In the records, find every line with the word "hasher" and copy it out.

Stored records
=====
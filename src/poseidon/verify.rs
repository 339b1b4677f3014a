//! Post-deployment check: the on-chain hash must equal the off-chain one.

use alloy::json_abi::JsonAbi;
use alloy::primitives::{Address, Bytes, U256};

use crate::blockchain::BlockchainClient;
use crate::poseidon::{hasher, PoseidonError};

/// Inputs used to probe a deployed contract: `[1, 2, …, n]`.
pub fn sample_inputs(n_inputs: usize) -> Vec<U256> {
    (1..=n_inputs as u64).map(U256::from).collect()
}

/// ABI-encode a call to the `uint256[n]` overload of `poseidon`.
pub fn encode_call(abi: &JsonAbi, inputs: &[U256]) -> Result<Bytes, PoseidonError> {
    let ty = format!("uint256[{}]", inputs.len());
    let function = abi
        .functions
        .get("poseidon")
        .and_then(|overloads| {
            overloads
                .iter()
                .find(|f| f.inputs.len() == 1 && f.inputs[0].ty == ty)
        })
        .ok_or_else(|| PoseidonError::Abi(format!("no poseidon({}) in ABI", ty)))?;

    let mut data = function.selector().to_vec();
    for input in inputs {
        data.extend_from_slice(&input.to_be_bytes::<32>());
    }
    Ok(data.into())
}

/// Decode the single 32-byte word returned by `poseidon`.
pub fn decode_output(output: &[u8]) -> Result<U256, PoseidonError> {
    if output.len() < 32 {
        return Err(PoseidonError::Abi(format!(
            "expected 32 bytes of return data, got {}",
            output.len()
        )));
    }
    Ok(U256::from_be_slice(&output[..32]))
}

/// Call the contract at `address` and compare with the off-chain hash.
///
/// Returns the verified digest.
pub async fn verify_deployment(
    client: &BlockchainClient,
    address: Address,
    abi: &JsonAbi,
    n_inputs: usize,
) -> Result<U256, PoseidonError> {
    let inputs = sample_inputs(n_inputs);
    let expected = hasher::hash(&inputs)?;

    let calldata = encode_call(abi, &inputs)?;
    let output = client.call(address, calldata).await?;
    let actual = decode_output(&output)?;

    if actual != expected {
        return Err(PoseidonError::VerificationMismatch { expected, actual });
    }

    tracing::info!(%address, digest = %format!("{:#x}", actual), "On-chain hash verified");
    Ok(actual)
}
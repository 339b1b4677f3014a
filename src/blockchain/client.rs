//! Blockchain RPC client with timeout and error handling.
//!
//! # Responsibilities
//! - Connect a signer-bound provider to the JSON-RPC endpoint
//! - Query chain state (chain id, balances, code)
//! - Execute read-only calls
//! - Handle timeouts and network errors gracefully

use alloy::network::TransactionBuilder;
use alloy::primitives::{Address, Bytes, U256};
use alloy::providers::{Provider, ProviderBuilder};
use alloy::rpc::types::TransactionRequest;
use std::future::IntoFuture;
use std::sync::Arc;
use std::time::Duration;
use tokio::time::timeout;

use crate::blockchain::types::{BlockchainError, BlockchainResult, ChainId};
use crate::blockchain::wallet::Wallet;
use crate::config::NetworkDescriptor;

/// Blockchain RPC client bound to one network and one signer.
#[derive(Clone)]
pub struct BlockchainClient {
    /// Provider with nonce, gas and signing fillers.
    provider: Arc<dyn Provider + Send + Sync>,
    /// Network this client talks to.
    network: NetworkDescriptor,
    /// Request timeout duration.
    timeout_duration: Duration,
}

impl BlockchainClient {
    /// Create a client for `network` that signs with `wallet`.
    ///
    /// The wallet must be bound to the network's chain id. No request is
    /// made here; connectivity surfaces on the first call.
    pub fn connect(
        network: &NetworkDescriptor,
        wallet: &Wallet,
        rpc_timeout_secs: u64,
    ) -> BlockchainResult<Self> {
        if wallet.chain_id() != network.chain_id {
            return Err(BlockchainError::ChainMismatch {
                expected: network.chain_id,
                actual: wallet.chain_id(),
            });
        }

        let url = network.rpc_url().map_err(|e| {
            BlockchainError::Rpc(format!("Invalid RPC URL '{}': {}", network.url, e))
        })?;

        let provider = ProviderBuilder::new()
            .wallet(wallet.ethereum_wallet())
            .connect_http(url);

        tracing::info!(
            network = %network.name,
            chain_id = network.chain_id,
            "Blockchain client initialized"
        );

        Ok(Self {
            provider: Arc::new(provider) as Arc<dyn Provider + Send + Sync>,
            network: network.clone(),
            timeout_duration: Duration::from_secs(rpc_timeout_secs),
        })
    }

    /// Await an RPC future under the configured timeout.
    pub(crate) async fn rpc<F, T, E>(&self, method: &'static str, fut: F) -> BlockchainResult<T>
    where
        F: IntoFuture<Output = Result<T, E>>,
        E: std::fmt::Display,
    {
        match timeout(self.timeout_duration, fut).await {
            Ok(Ok(result)) => Ok(result),
            Ok(Err(e)) => {
                tracing::warn!(method, error = %e, "RPC error");
                Err(BlockchainError::Rpc(format!("{} failed: {}", method, e)))
            }
            Err(_) => {
                tracing::warn!(method, "RPC timeout");
                Err(BlockchainError::Timeout(self.timeout_duration.as_secs()))
            }
        }
    }

    /// Get the chain ID from the RPC.
    pub async fn get_chain_id(&self) -> BlockchainResult<ChainId> {
        self.rpc("eth_chainId", self.provider.get_chain_id())
            .await
            .map(ChainId)
    }

    /// Verify the connected chain ID matches configuration.
    pub async fn verify_chain_id(&self) -> BlockchainResult<()> {
        let chain_id = self.get_chain_id().await?;
        if chain_id.0 != self.network.chain_id {
            return Err(BlockchainError::ChainMismatch {
                expected: self.network.chain_id,
                actual: chain_id.0,
            });
        }
        tracing::debug!(chain_id = chain_id.0, "Chain ID verified");
        Ok(())
    }

    /// Get the balance of an address in wei.
    pub async fn get_balance(&self, address: Address) -> BlockchainResult<U256> {
        self.rpc("eth_getBalance", self.provider.get_balance(address))
            .await
    }

    /// Get the runtime code deployed at an address.
    pub async fn get_code(&self, address: Address) -> BlockchainResult<Bytes> {
        self.rpc("eth_getCode", self.provider.get_code_at(address))
            .await
    }

    /// Execute a read-only call against `to`.
    pub async fn call(&self, to: Address, calldata: Bytes) -> BlockchainResult<Bytes> {
        let tx = TransactionRequest::default()
            .with_to(to)
            .with_input(calldata);
        self.rpc("eth_call", self.provider.call(tx)).await
    }

    /// Get the underlying provider.
    pub fn provider(&self) -> &(dyn Provider + Send + Sync) {
        self.provider.as_ref()
    }
}

impl std::fmt::Debug for BlockchainClient {
    fn fmt(&self, f: &mut std::fmt::Formatter<'_>) -> std::fmt::Result {
        f.debug_struct("BlockchainClient")
            .field("network", &self.network.name)
            .field("chain_id", &self.network.chain_id)
            .field("timeout_secs", &self.timeout_duration.as_secs())
            .finish()
    }
}
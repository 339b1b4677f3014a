//! Command orchestration.
//!
//! # Responsibilities
//! - Resolve configuration (file, defaults, command-line overrides)
//! - Run the deployment flow in order: secret, artifact, connection,
//!   balance, deploy, verify
//! - Render artifact and network information for the other commands
//!
//! # Design Decisions
//! - Fail fast: the first error aborts the command
//! - The secret is loaded before any network I/O
//! - Results go to stdout, diagnostics to the log

use std::io::Write;
use std::path::Path;

use alloy::hex;
use alloy::primitives::utils::format_ether;
use alloy::primitives::U256;
use serde_json::{json, Value};
use thiserror::Error;

use crate::blockchain::{BlockchainClient, BlockchainError, Deployer, Deployment, Wallet};
use crate::config::loader::load_or_default;
use crate::config::networks::known_addresses;
use crate::config::validation::validate_config;
use crate::config::{ConfigError, DeployConfig};
use crate::poseidon::verify::verify_deployment;
use crate::poseidon::{create_code, generate_abi, hasher, poseidon_factory, PoseidonError};

/// Top-level error for every command.
#[derive(Debug, Error)]
pub enum AppError {
    #[error("Configuration error: {0}")]
    Config(#[from] ConfigError),

    #[error(transparent)]
    Blockchain(#[from] BlockchainError),

    #[error(transparent)]
    Poseidon(#[from] PoseidonError),

    #[error("Unknown network '{0}'")]
    UnknownNetwork(String),

    #[error("Invalid value '{0}': expected a decimal or 0x-hex integer")]
    InvalidValue(String),

    #[error("Serialization error: {0}")]
    Json(#[from] serde_json::Error),

    #[error("Output error: {0}")]
    Output(#[from] std::io::Error),
}

/// Command-line values that take precedence over the config file.
#[derive(Debug, Clone, Default)]
pub struct Overrides {
    pub network: Option<String>,
    pub inputs: Option<usize>,
    pub skip_verify: bool,
}

/// Load configuration, apply overrides, then validate.
pub fn resolve_config(path: Option<&Path>, overrides: &Overrides) -> Result<DeployConfig, AppError> {
    let mut config = load_or_default(path)?;

    if let Some(network) = &overrides.network {
        config.network = network.clone();
    }
    if let Some(inputs) = overrides.inputs {
        config.poseidon.inputs = inputs;
    }
    if overrides.skip_verify {
        config.poseidon.verify_after_deploy = false;
    }

    validate_config(&config).map_err(ConfigError::Validation)?;
    Ok(config)
}

/// Format a wei amount as ether without trailing zeros.
pub fn display_ether(wei: U256) -> String {
    let formatted = format_ether(wei);
    if formatted.contains('.') {
        formatted
            .trim_end_matches('0')
            .trim_end_matches('.')
            .to_string()
    } else {
        formatted
    }
}

/// Deploy a Poseidon contract to the selected network.
///
/// The balance line and then the contract address are written to `out`.
pub async fn deploy<W: Write>(config: &DeployConfig, out: &mut W) -> Result<Deployment, AppError> {
    let network = config
        .selected_network()
        .ok_or_else(|| AppError::UnknownNetwork(config.network.clone()))?;
    let n_inputs = config.poseidon.inputs;

    let wallet = Wallet::from_env(&config.deployer.private_key_env, network.chain_id)?;
    let factory = poseidon_factory(n_inputs)?;

    tracing::info!(
        network = %network.name,
        chain_id = network.chain_id,
        n_inputs,
        code_len = factory.bytecode().len(),
        "Deploying Poseidon contract"
    );

    let client = BlockchainClient::connect(network, &wallet, config.deployer.rpc_timeout_secs)?;
    if config.deployer.verify_chain_id {
        client.verify_chain_id().await?;
    }

    let balance = client.get_balance(wallet.address()).await?;
    writeln!(out, "Wallet balance {}", display_ether(balance))?;
    if balance.is_zero() {
        tracing::warn!(address = %wallet.address(), "Wallet has no funds; deployment will likely fail");
    }

    let deployer = Deployer::new(
        client,
        config.deployer.confirmations,
        config.deployer.confirmation_timeout_secs,
    );
    let deployment = deployer.deploy(&factory).await?;
    let code_len = deployer.ensure_code(deployment.address).await?;
    tracing::debug!(code_len, "Runtime code present");

    writeln!(out, "{}", deployment.address)?;
    out.flush()?;

    if config.poseidon.verify_after_deploy {
        verify_deployment(deployer.client(), deployment.address, factory.abi(), n_inputs).await?;
    }

    Ok(deployment)
}

/// Creation bytecode as 0x-prefixed hex.
pub fn bytecode_hex(n_inputs: usize) -> Result<String, AppError> {
    Ok(hex::encode_prefixed(create_code(n_inputs)?))
}

/// ABI as pretty-printed JSON.
pub fn abi_json(n_inputs: usize) -> Result<String, AppError> {
    Ok(serde_json::to_string_pretty(&generate_abi(n_inputs)?)?)
}

/// Configured networks and well-known addresses.
pub fn networks_json(config: &DeployConfig) -> Result<String, AppError> {
    let addresses: serde_json::Map<String, Value> = known_addresses()
        .iter()
        .map(|(label, addr)| (label.to_string(), Value::from(*addr)))
        .collect();

    let report = json!({
        "selected": config.network,
        "networks": config.networks,
        "addresses": addresses,
    });
    Ok(serde_json::to_string_pretty(&report)?)
}

/// Parse a decimal or 0x-hex integer.
pub fn parse_value(s: &str) -> Result<U256, AppError> {
    s.trim()
        .parse::<U256>()
        .map_err(|_| AppError::InvalidValue(s.to_string()))
}

/// Off-chain Poseidon hash of `values`, as 0x-hex.
pub fn hash_values(values: &[String]) -> Result<String, AppError> {
    let inputs = values
        .iter()
        .map(|v| parse_value(v))
        .collect::<Result<Vec<_>, _>>()?;
    let digest = hasher::hash(&inputs)?;
    Ok(hex::encode_prefixed(digest.to_be_bytes::<32>()))
}
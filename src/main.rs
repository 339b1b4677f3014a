//! Poseidon contract deployer (v1)
//!
//! # Architecture Overview
//!
//! ```text
//!   CLI args ──▶ config ──▶ wallet (env secret)
//!                  │            │
//!                  ▼            ▼
//!              poseidon ──▶ blockchain client ──▶ RPC endpoint
//!           (bytecode+ABI)      │
//!                               ▼
//!                     deploy ──▶ verify ──▶ stdout: balance, address
//! ```
//!
//! Any error is logged and the process exits with status 1.

use std::io::Write;
use std::path::PathBuf;
use std::process::ExitCode;

use clap::{Parser, Subcommand};

use poseidon_deployer::app::{self, AppError, Overrides};
use poseidon_deployer::config::LoggingConfig;
use poseidon_deployer::observability::init_logging;

#[derive(Parser)]
#[command(name = "poseidon-deployer", version)]
#[command(about = "Generate and deploy Poseidon hash contracts", long_about = None)]
struct Cli {
    /// TOML configuration file.
    #[arg(short, long, global = true)]
    config: Option<PathBuf>,

    /// Network key to target (e.g. bsc, goerli).
    #[arg(short, long, global = true)]
    network: Option<String>,

    /// Log filter, overridden by RUST_LOG.
    #[arg(long, global = true)]
    log_level: Option<String>,

    #[command(subcommand)]
    command: Option<Commands>,
}

#[derive(Subcommand)]
enum Commands {
    /// Deploy a Poseidon contract (default)
    Deploy {
        /// Number of hash inputs.
        #[arg(short, long)]
        inputs: Option<usize>,

        /// Skip the post-deployment hash check.
        #[arg(long)]
        no_verify: bool,
    },
    /// Print contract creation bytecode
    Bytecode {
        #[arg(short, long)]
        inputs: Option<usize>,
    },
    /// Print the contract ABI
    Abi {
        #[arg(short, long)]
        inputs: Option<usize>,
    },
    /// List configured networks and well-known addresses
    Networks,
    /// Compute a Poseidon hash off-chain
    Hash {
        /// Decimal or 0x-hex field elements.
        #[arg(required = true)]
        values: Vec<String>,
    },
}

impl Cli {
    fn overrides(&self) -> Overrides {
        let mut overrides = Overrides {
            network: self.network.clone(),
            ..Default::default()
        };
        match &self.command {
            Some(Commands::Deploy { inputs, no_verify }) => {
                overrides.inputs = *inputs;
                overrides.skip_verify = *no_verify;
            }
            Some(Commands::Bytecode { inputs }) | Some(Commands::Abi { inputs }) => {
                overrides.inputs = *inputs;
            }
            _ => {}
        }
        overrides
    }
}

#[tokio::main]
async fn main() -> ExitCode {
    let cli = Cli::parse();

    let config = match app::resolve_config(cli.config.as_deref(), &cli.overrides()) {
        Ok(config) => config,
        Err(e) => {
            init_logging(&LoggingConfig::default(), cli.log_level.as_deref());
            return report(e);
        }
    };
    init_logging(&config.logging, cli.log_level.as_deref());

    tracing::debug!(network = %config.network, "Configuration loaded");

    let mut out = std::io::stdout().lock();
    let result = match cli.command {
        None | Some(Commands::Deploy { .. }) => app::deploy(&config, &mut out).await.map(|_| ()),
        Some(Commands::Bytecode { .. }) => app::bytecode_hex(config.poseidon.inputs)
            .and_then(|code| emit(&mut out, &code)),
        Some(Commands::Abi { .. }) => {
            app::abi_json(config.poseidon.inputs).and_then(|abi| emit(&mut out, &abi))
        }
        Some(Commands::Networks) => {
            app::networks_json(&config).and_then(|report| emit(&mut out, &report))
        }
        Some(Commands::Hash { values }) => {
            app::hash_values(&values).and_then(|digest| emit(&mut out, &digest))
        }
    };

    match result {
        Ok(()) => ExitCode::SUCCESS,
        Err(e) => report(e),
    }
}

/// Write one result line; a closed stdout is an error, not a panic.
fn emit<W: Write>(out: &mut W, line: &str) -> Result<(), AppError> {
    writeln!(out, "{}", line)?;
    out.flush()?;
    Ok(())
}

fn report(error: AppError) -> ExitCode {
    tracing::error!(error = %error, "Command failed");
    eprintln!("Error: {}", error);
    ExitCode::FAILURE
}
//! Configuration loading from disk.

use std::fs;
use std::path::Path;

use crate::config::schema::DeployConfig;
use crate::config::validation::{validate_config, ValidationError};

/// Error type for configuration loading.
#[derive(Debug)]
pub enum ConfigError {
    Io(std::io::Error),
    Parse(toml::de::Error),
    Validation(Vec<ValidationError>),
}

impl std::fmt::Display for ConfigError {
    fn fmt(&self, f: &mut std::fmt::Formatter<'_>) -> std::fmt::Result {
        match self {
            ConfigError::Io(e) => write!(f, "IO error: {}", e),
            ConfigError::Parse(e) => write!(f, "Parse error: {}", e),
            ConfigError::Validation(errors) => {
                write!(f, "Validation failed: ")?;
                for (i, err) in errors.iter().enumerate() {
                    if i > 0 {
                        write!(f, ", ")?;
                    }
                    write!(f, "{}", err)?;
                }
                Ok(())
            }
        }
    }
}

impl std::error::Error for ConfigError {}

/// Load and validate configuration from a TOML file.
pub fn load_config(path: &Path) -> Result<DeployConfig, ConfigError> {
    let config = read_config(path)?;
    validate_config(&config).map_err(ConfigError::Validation)?;
    Ok(config)
}

/// Parse and validate configuration from TOML text.
pub fn parse_config(content: &str) -> Result<DeployConfig, ConfigError> {
    let config: DeployConfig = toml::from_str(content).map_err(ConfigError::Parse)?;

    validate_config(&config).map_err(ConfigError::Validation)?;

    Ok(config)
}

/// Read and parse a TOML file without validating it.
pub fn read_config(path: &Path) -> Result<DeployConfig, ConfigError> {
    let content = fs::read_to_string(path).map_err(ConfigError::Io)?;
    toml::from_str(&content).map_err(ConfigError::Parse)
}

/// Load from `path` when given, else start from the defaults.
///
/// Nothing is validated here; callers validate after applying
/// command-line overrides.
pub fn load_or_default(path: Option<&Path>) -> Result<DeployConfig, ConfigError> {
    match path {
        Some(path) => {
            let config = read_config(path)?;
            tracing::debug!(path = %path.display(), "Configuration loaded from file");
            Ok(config)
        }
        None => Ok(DeployConfig::default()),
    }
}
=====
ANSWER BOX:
use crate::poseidon::{hasher, PoseidonError};
    let expected = hasher::hash(&inputs)?;
use crate::poseidon::{create_code, generate_abi, hasher, poseidon_factory, PoseidonError};
    let digest = hasher::hash(&inputs)?;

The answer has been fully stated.